For people with MND (also known as amyotrophic lateral sclerosis), the week's most exciting news is probably publication in the British Journal of Pharmacology that the anti-inflammatory drug PMX205 slows the progress of the inherited form of the disease in rats and mice. “In animal models, PMX205 made a visible difference to tremors, muscle strength and mobility, and if this is reflected in people, it could make a real difference to patients.” Dr John Lee of the University of Queensland said in a statement.
Since around 90 percent of people with MND have what is known as the “sporadic” version, success against inherited MND is not such big news, but Lee and his colleagues think the chances are high that the majority of MND patients will also benefit. “At the moment, the only drug available for patients prolongs survival by two to three months at most,” Lee said. He hopes PMX205 can do better.
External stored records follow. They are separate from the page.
#[cfg(test)]
mod tests {
    use super::*;
    use ndarray::array;

    fn indicator_rows() -> Vec<IndicatorRow> {
        let mut rows = Vec::new();
        for (area, a, b) in [
            ("E001", 0.5, -1.0),
            ("E002", 1.5, 0.0),
            ("E003", -0.5, 1.0),
        ] {
            rows.push(IndicatorRow {
                area_code: area.into(),
                indicator: "obesity".into(),
                value: a,
            });
            rows.push(IndicatorRow {
                area_code: area.into(),
                indicator: "smoking".into(),
                value: b,
            });
        }
        rows
    }

    #[test]
    fn test_pivot_from_records() {
        let table = IndicatorTable::from_records(&indicator_rows()).unwrap();
        assert_eq!(table.n_areas(), 3);
        assert_eq!(table.n_indicators(), 2);
        assert_eq!(table.area_codes(), &["E001", "E002", "E003"]);
        // Columns are lexicographic: obesity before smoking
        assert_eq!(table.values()[[0, 0]], 0.5);
        assert_eq!(table.values()[[0, 1]], -1.0);
    }

    #[test]
    fn test_duplicate_record_rejected() {
        let mut rows = indicator_rows();
        rows.push(rows[0].clone());
        assert!(IndicatorTable::from_records(&rows).is_err());
    }

    #[test]
    fn test_duplicate_area_codes_rejected() {
        let values = array![[1.0, 2.0], [3.0, 4.0]];
        let result = IndicatorTable::new(
            vec!["E001".into(), "E001".into()],
            vec!["a".into(), "b".into()],
            values,
        );
        assert!(result.is_err());
    }

    #[test]
    fn test_complete_rows_drops_missing() {
        let values = array![[1.0, 2.0], [f64::NAN, 4.0], [5.0, 6.0]];
        let table = IndicatorTable::new(
            vec!["E001".into(), "E002".into(), "E003".into()],
            vec!["a".into(), "b".into()],
            values,
        )
        .unwrap();

        let (codes, dense) = table.complete_rows().unwrap();
        assert_eq!(codes, vec!["E001".to_string(), "E003".to_string()]);
        assert_eq!(dense.dim(), (2, 2));
        assert_eq!(dense[[1, 0]], 5.0);
    }

    fn benchmark_rows() -> Vec<BenchmarkRow> {
        let mut rows = Vec::new();
        for (area, z) in [("E001", 1.0), ("E002", -1.0)] {
            for indicator in ["point_score", "communication"] {
                rows.push(BenchmarkRow {
                    area_code: area.into(),
                    year: 2019,
                    subgroup: "Total".into(),
                    indicator: indicator.into(),
                    score: 100.0,
                    zscore: z,
                });
            }
        }
        rows
    }

    #[test]
    fn test_benchmark_pivot() {
        let table = BenchmarkTable::from_records(benchmark_rows()).unwrap();
        let matrix = table.pivot("Total").unwrap();
        assert_eq!(matrix.area_codes(), &["E001", "E002"]);
        assert_eq!(matrix.indicators().len(), 2);
        assert_eq!(matrix.values()[[0, 0]], 1.0);
    }

    #[test]
    fn test_benchmark_pivot_averages_years() {
        let mut rows = benchmark_rows();
        let mut repeat = rows[0].clone();
        repeat.year = 2021;
        repeat.zscore = 3.0;
        rows.push(repeat);

        let table = BenchmarkTable::from_records(rows).unwrap();
        let matrix = table.pivot("Total").unwrap();
        // (1.0 + 3.0) / 2
        assert_eq!(matrix.values()[[0, 0]], 2.0);
    }

    #[test]
    fn test_benchmark_incomplete_area_dropped() {
        let mut rows = benchmark_rows();
        rows.push(BenchmarkRow {
            area_code: "E003".into(),
            year: 2019,
            subgroup: "Total".into(),
            indicator: "point_score".into(),
            score: 90.0,
            zscore: 0.0,
        });

        let table = BenchmarkTable::from_records(rows).unwrap();
        let matrix = table.pivot("Total").unwrap();
        assert_eq!(matrix.area_codes(), &["E001", "E002"]);
    }

    #[test]
    fn test_benchmark_missing_subgroup() {
        let table = BenchmarkTable::from_records(benchmark_rows()).unwrap();
        assert!(matches!(
            table.pivot("Boys"),
            Err(crate::error::Error::MissingBenchmarkData { .. })
        ));
    }

    #[test]
    fn test_assignment_counts() {
        let assignment = ClusterAssignment::from_pairs([
            ("E001".to_string(), 0),
            ("E002".to_string(), 3),
            ("E003".to_string(), 0),
        ]);
        assert_eq!(assignment.len(), 3);
        assert_eq!(assignment.n_clusters(), 2);
        assert_eq!(assignment.get("E002"), Some(3));
        assert_eq!(assignment.get("E999"), None);
    }
}
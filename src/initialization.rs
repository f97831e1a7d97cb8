//! Centroid initialization shared by the k-means and Gaussian mixture fits

use crate::distance::squared_euclidean;
use crate::error::{Error, Result};
use ndarray::{Array2, ArrayView2};
use rand::prelude::*;
use std::collections::HashSet;

/// Initialization methods for centroid-based clustering
#[derive(Debug, Clone, Copy, PartialEq, Eq, serde::Serialize, serde::Deserialize)]
pub enum InitMethod {
    /// Randomly select data points as initial centroids
    Random,
    /// D^2-weighted seeding (k-means++)
    KMeansPlusPlus,
}

/// Initialize centroids from the data
pub fn initialize_centroids<R>(
    data: ArrayView2<f64>,
    n_clusters: usize,
    method: InitMethod,
    rng: &mut R,
) -> Result<Array2<f64>>
where
    R: Rng,
{
    if n_clusters == 0 {
        return Err(Error::invalid_parameter("Number of clusters must be > 0"));
    }

    if n_clusters > data.nrows() {
        return Err(Error::invalid_parameter(
            "Number of clusters cannot exceed number of data points",
        ));
    }

    match method {
        InitMethod::Random => random_init(data, n_clusters, rng),
        InitMethod::KMeansPlusPlus => kmeanspp_init(data, n_clusters, rng),
    }
}

/// Random initialization: select k distinct data points as centroids
fn random_init<R>(data: ArrayView2<f64>, n_clusters: usize, rng: &mut R) -> Result<Array2<f64>>
where
    R: Rng,
{
    let mut selected_indices = HashSet::new();
    let n_points = data.nrows();

    while selected_indices.len() < n_clusters {
        let idx = rng.gen_range(0..n_points);
        selected_indices.insert(idx);
    }

    let mut indices: Vec<_> = selected_indices.into_iter().collect();
    indices.sort_unstable();

    let mut centroids = Array2::zeros((n_clusters, data.ncols()));
    for (i, &data_idx) in indices.iter().enumerate() {
        centroids.row_mut(i).assign(&data.row(data_idx));
    }

    Ok(centroids)
}

/// k-means++ initialization: sample each next centroid with probability
/// proportional to its squared distance from the nearest centroid so far
fn kmeanspp_init<R>(data: ArrayView2<f64>, n_clusters: usize, rng: &mut R) -> Result<Array2<f64>>
where
    R: Rng,
{
    let n_points = data.nrows();
    let mut latest = rng.gen_range(0..n_points);
    let mut chosen = vec![latest];

    // Squared distance from each point to its nearest chosen centroid
    let mut closest_sq = vec![f64::INFINITY; n_points];

    while chosen.len() < n_clusters {
        for i in 0..n_points {
            let d = squared_euclidean(data.row(i), data.row(latest))?;
            if d < closest_sq[i] {
                closest_sq[i] = d;
            }
        }

        let total: f64 = closest_sq.iter().sum();
        let next = if total > 0.0 {
            let mut target = rng.gen::<f64>() * total;
            let mut pick = n_points - 1;
            for (i, &d) in closest_sq.iter().enumerate() {
                target -= d;
                if target <= 0.0 {
                    pick = i;
                    break;
                }
            }
            pick
        } else {
            // All remaining points coincide with a centroid
            rng.gen_range(0..n_points)
        };
        chosen.push(next);
        latest = next;
    }

    let mut centroids = Array2::zeros((n_clusters, data.ncols()));
    for (i, &data_idx) in chosen.iter().enumerate() {
        centroids.row_mut(i).assign(&data.row(data_idx));
    }

    Ok(centroids)
}

#[cfg(test)]
mod tests {
    use super::*;
    use ndarray::array;

    fn sample_data() -> Array2<f64> {
        array![
            [0.0, 0.0],
            [0.1, 0.0],
            [10.0, 10.0],
            [10.1, 10.0],
        ]
    }

    #[test]
    fn test_random_init() {
        let data = sample_data();
        let mut rng = StdRng::seed_from_u64(42);

        let centroids = random_init(data.view(), 2, &mut rng).unwrap();
        assert_eq!(centroids.dim(), (2, 2));
    }

    #[test]
    fn test_kmeanspp_spreads_centroids() {
        let data = sample_data();
        let mut rng = StdRng::seed_from_u64(42);

        let centroids = kmeanspp_init(data.view(), 2, &mut rng).unwrap();
        // The two seeds should land in different blobs
        let gap = squared_euclidean(centroids.row(0), centroids.row(1)).unwrap();
        assert!(gap > 50.0);
    }

    #[test]
    fn test_kmeanspp_duplicate_points() {
        let data = array![[1.0, 1.0], [1.0, 1.0], [1.0, 1.0]];
        let mut rng = StdRng::seed_from_u64(7);

        let centroids = kmeanspp_init(data.view(), 2, &mut rng).unwrap();
        assert_eq!(centroids.dim(), (2, 2));
    }

    #[test]
    fn test_initialize_centroids() {
        let data = sample_data();
        let mut rng = StdRng::seed_from_u64(42);

        for method in [InitMethod::Random, InitMethod::KMeansPlusPlus] {
            let centroids = initialize_centroids(data.view(), 2, method, &mut rng).unwrap();
            assert_eq!(centroids.dim(), (2, 2));
        }
    }

    #[test]
    fn test_invalid_parameters() {
        let data = sample_data();
        let mut rng = StdRng::seed_from_u64(42);

        assert!(initialize_centroids(data.view(), 0, InitMethod::Random, &mut rng).is_err());
        assert!(initialize_centroids(data.view(), 5, InitMethod::Random, &mut rng).is_err());
    }
}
It takes a long time for drugs to get from the laboratory to the marketplace, but PMX205 has the advantage of already being used for other anti-inflammatory purposes, so some of the safety testing is already done. Lee's team are collaborating with a private company to undertake pre-clinical safety trials, which will run in parallel with efforts to confirm their suspicion of its relevance for sporadic MND. If both go to plan, clinical trials will start in 2019.
PMX205 is unlikely to prove a magic bullet, however, which makes the discovery of a genetic marker for the most common form of MND important. In Science Translational Medicine, the Mayo Clinic's Dr Tania Gendron has announced that people with the mutations most commonly associated with MND accumulate a protein known as polyGP in their cerebrospinal fluid and blood cells.